スモーカーは額に手を当て、溜息をついた。


「いいか。おれとヒナが手助けしたのはなまえがあいつを忘れることじゃねェ。あいつを喪ったお前の心の痛みをなるべく癒すことだ。」
「……」
「お前とあいつが過ごした時はおれたちのそれよりずっと長い。そんな時を忘れられるわけがあるか。お前とあいつの20数年はそんな簡単に忘れられるほど薄くて安っぽいもんじゃねェだろう。心の傷はただの怪我よりも遥かに人を蝕む。おれたちだってあいつを亡くしたのは辛かった。だがそれ以上に、精神を不安定にし、無理やりあいつを忘れようとしているお前を見ていられなかった。」
「…うん。」
「簡単に癒せる傷じゃねェ。まだ5年だ。夢に出てきたってしょうがないし、お前があいつを求めるのも当然だ。もっとおれたちを頼れ。お前一人支えきれないほど弱くない。」
「うん…」


そう諭したスモーカーは、既にアルコールがまわって意識が落ちかけている私の頭を撫でた。
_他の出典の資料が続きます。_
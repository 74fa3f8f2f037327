//! Effects extraction: raw [`ExecutionReport`] → [`TypedEffects`].
//!
//! The extractor is strict about exactly one thing, the execution status.
//! A report without a status is rejected as malformed. Everything else is
//! optional: sections the node did not report become [`Section::Omitted`],
//! entries missing their id are skipped, and lookups return empty/`None`
//! rather than failing. A balance amount that is present but not an
//! integer is still malformed, since silently dropping it would falsify
//! the conservation check downstream.

use serde::Serialize;
use turnstile_types::{
    Address, EmittedEvent, ExecutionReport, ExecutionStatus, ObjectChange, ObjectId, Owner,
    Result, TurnstileError, TypeTagPatterns,
};

use crate::tag::TagMatcher;

/// A report section that the ledger node may or may not have included.
#[derive(Debug, Clone, PartialEq, Eq, Serialize)]
pub enum Section<T> {
    Reported(T),
    Omitted,
}

impl<T> Section<T> {
    #[must_use]
    pub fn reported(&self) -> Option<&T> {
        match self {
            Self::Reported(v) => Some(v),
            Self::Omitted => None,
        }
    }

    #[must_use]
    pub fn is_omitted(&self) -> bool {
        matches!(self, Self::Omitted)
    }
}

/// An object created or mutated by the batch.
#[derive(Debug, Clone, PartialEq, Eq, Serialize)]
pub struct ObjectEffect {
    pub id: ObjectId,
    pub object_type: Option<String>,
    pub owner: Option<Owner>,
}

/// A signed balance delta attributed to one owner.
#[derive(Debug, Clone, PartialEq, Eq, Serialize)]
pub struct Settlement {
    pub owner: Option<Owner>,
    /// `None` when the node omitted the coin type; treated as the native coin.
    pub coin_type: Option<String>,
    pub amount: i128,
}

impl Settlement {
    /// The receiving/paying account, if the owner is an address.
    #[must_use]
    pub fn address(&self) -> Option<&Address> {
        self.owner.as_ref().and_then(Owner::address)
    }
}

/// Normalized, read-only view of one execution report.
#[derive(Debug, Clone, PartialEq, Serialize)]
pub struct TypedEffects {
    pub digest: Option<String>,
    pub status: ExecutionStatus,
    /// Created objects in report order.
    pub created: Section<Vec<ObjectEffect>>,
    /// Mutated objects in report order.
    pub mutated: Section<Vec<ObjectEffect>>,
    pub deleted: Section<Vec<ObjectId>>,
    pub settlements: Section<Vec<Settlement>>,
    pub events: Section<Vec<EmittedEvent>>,
    /// Net network fee; zero when the report carries no gas summary.
    pub network_fee: u64,
}

/// Build [`TypedEffects`] from a raw report.
///
/// # Errors
/// Returns [`TurnstileError::MalformedReport`] if the status is absent or a
/// balance amount is not a signed integer.
pub fn extract(report: &ExecutionReport) -> Result<TypedEffects> {
    let status = report
        .status
        .clone()
        .ok_or_else(|| TurnstileError::malformed("execution status is absent"))?;

    let (created, mutated, deleted) = match &report.object_changes {
        Some(changes) => {
            let (c, m, d) = split_object_changes(changes);
            (
                Section::Reported(c),
                Section::Reported(m),
                Section::Reported(d),
            )
        }
        None => (Section::Omitted, Section::Omitted, Section::Omitted),
    };

    let settlements = match &report.balance_changes {
        Some(changes) => {
            let mut out = Vec::with_capacity(changes.len());
            for change in changes {
                let Some(raw) = change.amount.as_deref() else {
                    tracing::trace!(owner = ?change.owner, "Balance change without amount skipped");
                    continue;
                };
                let amount = raw.trim().parse::<i128>().map_err(|_| {
                    TurnstileError::malformed(format!("balance amount {raw:?} is not an integer"))
                })?;
                out.push(Settlement {
                    owner: change.owner.clone(),
                    coin_type: change.coin_type.clone(),
                    amount,
                });
            }
            Section::Reported(out)
        }
        None => Section::Omitted,
    };

    let events = report
        .events
        .clone()
        .map_or(Section::Omitted, Section::Reported);

    let network_fee = match report.gas_used {
        Some(gas) => gas
            .net_fee()
            .ok_or_else(|| TurnstileError::malformed("gas charges overflow u64"))?,
        None => 0,
    };

    Ok(TypedEffects {
        digest: report.digest.clone(),
        status,
        created,
        mutated,
        deleted,
        settlements,
        events,
        network_fee,
    })
}

fn owner_in<'s>(section: &'s Section<Vec<ObjectEffect>>, id: &ObjectId) -> Option<&'s Owner> {
    section
        .reported()
        .and_then(|objs| objs.iter().find(|o| &o.id == id))
        .and_then(|o| o.owner.as_ref())
}

fn split_object_changes(
    changes: &[ObjectChange],
) -> (Vec<ObjectEffect>, Vec<ObjectEffect>, Vec<ObjectId>) {
    let mut created = Vec::new();
    let mut mutated = Vec::new();
    let mut deleted = Vec::new();
    for change in changes {
        match change {
            ObjectChange::Created {
                object_id: Some(id),
                object_type,
                owner,
            } => created.push(ObjectEffect {
                id: id.clone(),
                object_type: object_type.clone(),
                owner: owner.clone(),
            }),
            ObjectChange::Mutated {
                object_id: Some(id),
                object_type,
                owner,
            } => mutated.push(ObjectEffect {
                id: id.clone(),
                object_type: object_type.clone(),
                owner: owner.clone(),
            }),
            ObjectChange::Deleted {
                object_id: Some(id),
                ..
            } => deleted.push(id.clone()),
            _ => tracing::trace!(?change, "Object change skipped"),
        }
    }
    (created, mutated, deleted)
}

impl TypedEffects {
    #[must_use]
    pub fn is_success(&self) -> bool {
        self.status.is_success()
    }

    /// The ledger-reported failure cause, if execution failed.
    #[must_use]
    pub fn failure_cause(&self) -> Option<String> {
        match &self.status {
            ExecutionStatus::Success => None,
            ExecutionStatus::Failure { error } => Some(
                error
                    .clone()
                    .unwrap_or_else(|| "no cause reported".to_string()),
            ),
        }
    }

    /// # Errors
    /// Returns [`TurnstileError::LedgerExecutionFailure`] carrying the
    /// ledger's cause if the batch failed.
    pub fn ensure_success(&self) -> Result<()> {
        match self.failure_cause() {
            None => Ok(()),
            Some(cause) => Err(TurnstileError::LedgerExecutionFailure { cause }),
        }
    }

    /// Ids of created objects whose type tag satisfies `matcher`, in report order.
    #[must_use]
    pub fn created_matching(&self, matcher: TagMatcher<'_>) -> Vec<&ObjectId> {
        self.created
            .reported()
            .map(|objs| {
                objs.iter()
                    .filter(|o| o.object_type.as_deref().is_some_and(|t| matcher.matches(t)))
                    .map(|o| &o.id)
                    .collect()
            })
            .unwrap_or_default()
    }

    /// Ids of created objects whose type tag contains `tag`, in report order.
    #[must_use]
    pub fn created_of(&self, tag: &str) -> Vec<&ObjectId> {
        self.created_matching(TagMatcher::Contains(tag))
    }

    #[must_use]
    pub fn created_events(&self, patterns: &TypeTagPatterns) -> Vec<&ObjectId> {
        self.created_matching(TagMatcher::StructName(&patterns.event))
    }

    #[must_use]
    pub fn created_classes(&self, patterns: &TypeTagPatterns) -> Vec<&ObjectId> {
        self.created_matching(TagMatcher::StructName(&patterns.class))
    }

    #[must_use]
    pub fn created_tickets(&self, patterns: &TypeTagPatterns) -> Vec<&ObjectId> {
        self.created_matching(TagMatcher::StructName(&patterns.ticket))
    }

    #[must_use]
    pub fn created_escrows(&self, patterns: &TypeTagPatterns) -> Vec<&ObjectId> {
        self.created_matching(TagMatcher::StructName(&patterns.escrow))
    }

    /// Owner recorded for `id` by this batch. Mutations win over creations
    /// when both are present.
    #[must_use]
    pub fn owner_of(&self, id: &ObjectId) -> Option<&Owner> {
        owner_in(&self.mutated, id).or_else(|| owner_in(&self.created, id))
    }

    /// The address now owning `id`, if it changed hands to an address.
    #[must_use]
    pub fn new_owner_of(&self, id: &ObjectId) -> Option<&Address> {
        self.owner_of(id).and_then(Owner::address)
    }

    #[must_use]
    pub fn was_mutated(&self, id: &ObjectId) -> bool {
        self.mutated
            .reported()
            .is_some_and(|objs| objs.iter().any(|o| &o.id == id))
    }

    #[must_use]
    pub fn was_deleted(&self, id: &ObjectId) -> bool {
        self.deleted.reported().is_some_and(|ids| ids.contains(id))
    }

    /// Events whose type tag contains `tag`, in report order.
    #[must_use]
    pub fn events_of(&self, tag: &str) -> Vec<&EmittedEvent> {
        self.events
            .reported()
            .map(|events| {
                events
                    .iter()
                    .filter(|e| e.event_type.as_deref().is_some_and(|t| t.contains(tag)))
                    .collect()
            })
            .unwrap_or_default()
    }

    /// Reported settlements, or an empty slice when omitted.
    #[must_use]
    pub fn settlement_records(&self) -> &[Settlement] {
        self.settlements
            .reported()
            .map(Vec::as_slice)
            .unwrap_or_default()
    }
}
ゆっくりと、形を確かめるように、私がそこに存在しているのを確認するように、丁寧に。
眉間の皺はなくなっていて、代わりに強面の顔に普段は見せない、優しげな雰囲気の表情を浮かべている。色素の薄い瞳の中には、大事なものを、愛するものを慈しむような色をたたえている。
ひどく安心できるそれに、私の重たくなった瞼は重力に逆らうことなく閉じていった。
長十手を振り回すスモーカーの硬い無骨な手は、彼の手とは全く違う。
閉じた瞼に押されて涙が一粒、こぼれ落ちた。